From the first line to the last, print the records exactly.

= Beginning of Section =

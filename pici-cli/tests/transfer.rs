use std::fs;

use predicates::prelude::*;

mod common;

#[test]
fn test_flash_missing_image() {
    let mut ctx = common::pici();

    ctx.cmd
        .args(["flash", "-y", "-s", "/dev/null"])
        .assert()
        .code(1)
        .stderr(predicate::str::contains("no image found"));
}

#[test]
fn test_export_missing_input() {
    let mut ctx = common::pici();
    let input = ctx.dist.join("other.qcow2");

    ctx.cmd
        .args(["export", "-i"])
        .arg(&input)
        .assert()
        .code(1)
        .stderr(predicate::str::contains("no image found"));
}

#[test]
fn test_backup_overwrite_declined() {
    let mut ctx = common::pici().with_image();

    ctx.cmd
        .args(["backup", "-s", "/dev/null"])
        .write_stdin("n\n")
        .assert()
        .success()
        .stderr(predicate::str::contains("Overwrite it? [y/N]"));

    assert!(ctx.dist.join("distro.qcow2").exists());
}

#[test]
fn test_backup_overwrite_default_is_no() {
    let mut ctx = common::pici().with_image();

    ctx.cmd
        .args(["backup", "-s", "/dev/null"])
        .write_stdin("\n")
        .assert()
        .success();

    assert!(ctx.dist.join("distro.qcow2").exists());
}

#[test]
fn test_flash_prompt_repeats_until_answered() {
    let mut ctx = common::pici().with_image();

    // No default: an empty line asks again, end of input declines.
    ctx.cmd
        .args(["flash", "-s", "/dev/null"])
        .write_stdin("\n")
        .assert()
        .success()
        .stderr(predicate::str::contains("[y/n]").count(2));
}

#[test]
fn test_export_without_volume_declined() {
    let mut ctx = common::pici();
    fs::remove_dir(&ctx.dist).unwrap();

    ctx.cmd
        .arg("export")
        .write_stdin("n\n")
        .assert()
        .success()
        .stderr(predicate::str::contains(
            "The shared volume has not been mounted, do you want to continue exporting? [Y/n]",
        ));
}

#[test]
fn test_export_without_volume_defaults_to_continue() {
    let mut ctx = common::pici();
    fs::remove_dir(&ctx.dist).unwrap();

    // Continuing reaches the image lookup, which fails in the missing folder.
    ctx.cmd
        .arg("export")
        .write_stdin("\n")
        .assert()
        .code(1)
        .stderr(predicate::str::contains("no image found"));
}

= End of Section =

EXERCISE SOLUTION:
filename pici-cli/tests/transfer.rs
use std::fs;

use predicates::prelude::*;

mod common;

#[test]
fn test_flash_missing_image() {
    let mut ctx = common::pici();

    ctx.cmd
        .args(["flash", "-y", "-s", "/dev/null"])
        .assert()
        .code(1)
        .stderr(predicate::str::contains("no image found"));
}

#[test]
fn test_export_missing_input() {
    let mut ctx = common::pici();
    let input = ctx.dist.join("other.qcow2");

    ctx.cmd
        .args(["export", "-i"])
        .arg(&input)
        .assert()
        .code(1)
        .stderr(predicate::str::contains("no image found"));
}

#[test]
fn test_backup_overwrite_declined() {
    let mut ctx = common::pici().with_image();

    ctx.cmd
        .args(["backup", "-s", "/dev/null"])
        .write_stdin("n\n")
        .assert()
        .success()
        .stderr(predicate::str::contains("Overwrite it? [y/N]"));

    assert!(ctx.dist.join("distro.qcow2").exists());
}

#[test]
fn test_backup_overwrite_default_is_no() {
    let mut ctx = common::pici().with_image();

    ctx.cmd
        .args(["backup", "-s", "/dev/null"])
        .write_stdin("\n")
        .assert()
        .success();

    assert!(ctx.dist.join("distro.qcow2").exists());
}

#[test]
fn test_flash_prompt_repeats_until_answered() {
    let mut ctx = common::pici().with_image();

    // No default: an empty line asks again, end of input declines.
    ctx.cmd
        .args(["flash", "-s", "/dev/null"])
        .write_stdin("\n")
        .assert()
        .success()
        .stderr(predicate::str::contains("[y/n]").count(2));
}

#[test]
fn test_export_without_volume_declined() {
    let mut ctx = common::pici();
    fs::remove_dir(&ctx.dist).unwrap();

    ctx.cmd
        .arg("export")
        .write_stdin("n\n")
        .assert()
        .success()
        .stderr(predicate::str::contains(
            "The shared volume has not been mounted, do you want to continue exporting? [Y/n]",
        ));
}

#[test]
fn test_export_without_volume_defaults_to_continue() {
    let mut ctx = common::pici();
    fs::remove_dir(&ctx.dist).unwrap();

    // Continuing reaches the image lookup, which fails in the missing folder.
    ctx.cmd
        .arg("export")
        .write_stdin("\n")
        .assert()
        .code(1)
        .stderr(predicate::str::contains("no image found"));
}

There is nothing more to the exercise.